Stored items

Start of Block

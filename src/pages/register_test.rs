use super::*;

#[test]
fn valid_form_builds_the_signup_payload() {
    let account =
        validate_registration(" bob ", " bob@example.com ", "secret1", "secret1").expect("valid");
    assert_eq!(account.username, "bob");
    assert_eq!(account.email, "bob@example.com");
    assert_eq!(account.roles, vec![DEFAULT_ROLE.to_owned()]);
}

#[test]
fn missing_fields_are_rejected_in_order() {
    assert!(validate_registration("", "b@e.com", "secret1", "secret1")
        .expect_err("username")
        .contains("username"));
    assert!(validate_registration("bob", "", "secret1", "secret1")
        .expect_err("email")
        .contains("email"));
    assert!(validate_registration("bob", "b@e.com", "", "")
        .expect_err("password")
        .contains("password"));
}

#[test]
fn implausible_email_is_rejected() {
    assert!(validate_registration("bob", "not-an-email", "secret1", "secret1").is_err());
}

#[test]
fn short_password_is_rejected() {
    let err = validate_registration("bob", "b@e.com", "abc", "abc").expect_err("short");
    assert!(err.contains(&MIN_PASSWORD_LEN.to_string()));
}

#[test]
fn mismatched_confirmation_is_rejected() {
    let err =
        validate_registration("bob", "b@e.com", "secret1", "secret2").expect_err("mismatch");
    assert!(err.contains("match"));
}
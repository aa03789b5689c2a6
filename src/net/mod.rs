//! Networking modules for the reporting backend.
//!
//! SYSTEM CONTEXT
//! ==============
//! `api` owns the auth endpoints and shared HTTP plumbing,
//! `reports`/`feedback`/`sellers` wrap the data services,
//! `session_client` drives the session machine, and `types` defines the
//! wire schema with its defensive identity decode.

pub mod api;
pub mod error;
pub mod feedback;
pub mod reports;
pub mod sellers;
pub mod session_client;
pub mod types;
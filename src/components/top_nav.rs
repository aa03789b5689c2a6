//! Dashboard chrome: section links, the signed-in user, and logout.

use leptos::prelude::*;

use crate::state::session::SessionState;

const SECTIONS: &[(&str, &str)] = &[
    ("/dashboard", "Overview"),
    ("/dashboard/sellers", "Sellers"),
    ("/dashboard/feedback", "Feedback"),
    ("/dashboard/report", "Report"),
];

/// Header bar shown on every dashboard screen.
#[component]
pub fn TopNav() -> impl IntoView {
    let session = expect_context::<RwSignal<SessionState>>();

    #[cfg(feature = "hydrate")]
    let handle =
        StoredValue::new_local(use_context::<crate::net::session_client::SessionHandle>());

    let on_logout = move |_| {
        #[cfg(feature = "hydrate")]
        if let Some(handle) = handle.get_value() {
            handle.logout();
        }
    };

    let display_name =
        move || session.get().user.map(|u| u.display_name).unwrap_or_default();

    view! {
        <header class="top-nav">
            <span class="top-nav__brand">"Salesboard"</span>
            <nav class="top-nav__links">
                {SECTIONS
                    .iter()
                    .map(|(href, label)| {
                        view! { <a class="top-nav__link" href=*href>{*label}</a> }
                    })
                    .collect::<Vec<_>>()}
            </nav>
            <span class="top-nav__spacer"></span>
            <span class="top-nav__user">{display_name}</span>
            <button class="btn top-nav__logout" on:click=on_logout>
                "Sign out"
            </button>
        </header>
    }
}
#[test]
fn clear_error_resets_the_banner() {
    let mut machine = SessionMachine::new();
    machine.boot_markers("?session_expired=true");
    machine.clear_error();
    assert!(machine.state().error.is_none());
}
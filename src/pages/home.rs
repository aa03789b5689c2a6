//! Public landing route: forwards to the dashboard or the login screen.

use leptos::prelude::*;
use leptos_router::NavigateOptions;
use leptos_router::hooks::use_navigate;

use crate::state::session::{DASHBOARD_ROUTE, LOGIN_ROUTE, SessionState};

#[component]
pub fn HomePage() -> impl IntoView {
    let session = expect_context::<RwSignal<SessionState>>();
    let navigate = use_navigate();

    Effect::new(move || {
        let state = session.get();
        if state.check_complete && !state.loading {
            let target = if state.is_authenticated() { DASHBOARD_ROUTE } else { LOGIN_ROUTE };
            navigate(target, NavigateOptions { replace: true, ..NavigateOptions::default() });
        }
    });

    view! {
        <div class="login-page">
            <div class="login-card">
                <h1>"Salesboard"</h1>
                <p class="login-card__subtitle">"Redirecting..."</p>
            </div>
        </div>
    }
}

End of Block

WORK INSTRUCTIONS:
Look through the entries above. Copy out every line holding the word "feature".

THE ANSWER:
    #[cfg(feature = "hydrate")]
        #[cfg(feature = "hydrate")]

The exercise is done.